Guest Article

It is nice to be concerned about the environment. Whatever nature has given us must be treated with care, and the we must do all we can to safeguard the balance of natural forces.

However, one has to say that these kinds of reports would be a lot more convincing if there was good science and hard data behind them. Any such anecdotal observations in nature need to be tempered with the recognition that within broad period averages, there are many natural cycles.Any blanket acceptance or rejection of concepts like global warming without hard evidence is not helping the cause of caring for the environment.

For example, it is stated that since the last few years, Rohtang is opened to traffic earlier than it used to be. But the author ignores the fact that the army has much better snow clearing equipment in the last few years..!

Indeed, if this year it has snowed less in the Himalayas than average, then in the previous year, it has snowed a lot more-more than in the last 20 years, I am told. This year, all the power projects of HP are generating very high amount of electricity, since the snow melt is higher, due to the high amount of snow last year. The same thing also happened last year.

Someone states that the temp. at Rohtang has increased by 1 degree in the last 30 years. This bland statement hides the fact that the year to year variations in temperature are much more than a degree. We simply do not have reliable data of a longer period to know whether this one degree shift observed over 30 years, is due to a generalized warming or part of a natural cycle with a slow frequency.

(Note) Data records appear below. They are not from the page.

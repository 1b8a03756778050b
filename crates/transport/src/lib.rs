//! HTTP transport abstraction for identity-bound sessions
//!
//! Defines the `HttpSession` and `SessionBuilder` traits that decouple the
//! identity pool from the concrete HTTP client. `SocksSessionBuilder` builds
//! reqwest clients routed through the Tor SOCKS port; tests substitute
//! in-process fakes implementing the same traits.

pub mod socks;

pub use socks::{ReqwestSession, SocksSessionBuilder};

use std::future::Future;
use std::pin::Pin;
use std::time::Duration;

/// A completed HTTP response, reduced to what the pool needs.
#[derive(Debug, Clone, PartialEq, Eq)]
pub struct HttpResponse {
    pub status: u16,
    pub body: String,
}

impl HttpResponse {
    pub fn new(status: u16, body: impl Into<String>) -> Self {
        Self {
            status,
            body: body.into(),
        }
    }

    /// 2xx status.
    pub fn is_success(&self) -> bool {
        (200..300).contains(&self.status)
    }

    /// Payload size in bytes.
    pub fn body_len(&self) -> usize {
        self.body.len()
    }
}

/// Network-layer failures. Any HTTP status, including 5xx, is a response,
/// not a `TransportError`.
#[derive(Debug, Clone, thiserror::Error)]
pub enum TransportError {
    #[error("request timed out after {}s", .0.as_secs())]
    Timeout(Duration),

    #[error("connection failed: {0}")]
    Connect(String),

    #[error("request failed: {0}")]
    Request(String),

    #[error("failed to build session: {0}")]
    Build(String),
}

/// Result alias for transport operations.
pub type Result<T> = std::result::Result<T, TransportError>;

/// A reusable client context bound to one exit identity.
///
/// Dropping the session closes its connections.
///
/// Uses `Pin<Box<dyn Future>>` return types so sessions can be held as
/// `Box<dyn HttpSession>`.
pub trait HttpSession: Send + Sync {
    /// Issue a GET with the given timeout.
    fn get<'a>(
        &'a self,
        url: &'a str,
        timeout: Duration,
    ) -> Pin<Box<dyn Future<Output = Result<HttpResponse>> + Send + 'a>>;
}

/// Constructs fresh sessions preconfigured for the anonymizing proxy.
pub trait SessionBuilder: Send + Sync {
    fn build(&self) -> Result<Box<dyn HttpSession>>;
}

Climate cycles have varying frequencies-at some level, climate is known to cycle over thousands of years, at another level, over centuries, and at a further level, over decades. To really make definitive statements about any localized warming, one has to take into account the period in any of these cycles we may be in.

If indeed the traffic flow has doubled over the last 3 years, and it is this traffic that has caused the faster melting of glaciers, then there should be clear evidence that in the last 3 years, the temperature has gone up. But last year, being a longer than normal snowfall period in HP, and colder than usual summer, clearly presents a data point which is anamolous to this “warming due to increased traffic” theory. Hence this kind of hypothesis, uninformed by statistics, ought to be taken with a large pinch of salt.

Having said all this, I would still advocate putting in place measures which would, in a common sensical manner, reduce the risk of pollution on the Manali-Leh Route. Allowing only vehicles which match a particular emission standard, is a very good suggestion.

The moral of the whole story, at the risk of being repetitive, and the high risk of being severely flamed at, is that people who care about the environment cannot simply use data selectively, or randomly, to claim that human activity is damaging the environment in some kind of irreversible way, either locally or globally. It would help the cause of the environment better if such statements were made after careful reasoning, proper statistical analysis, and a healthy respect for the cyclical nature of weather patterns.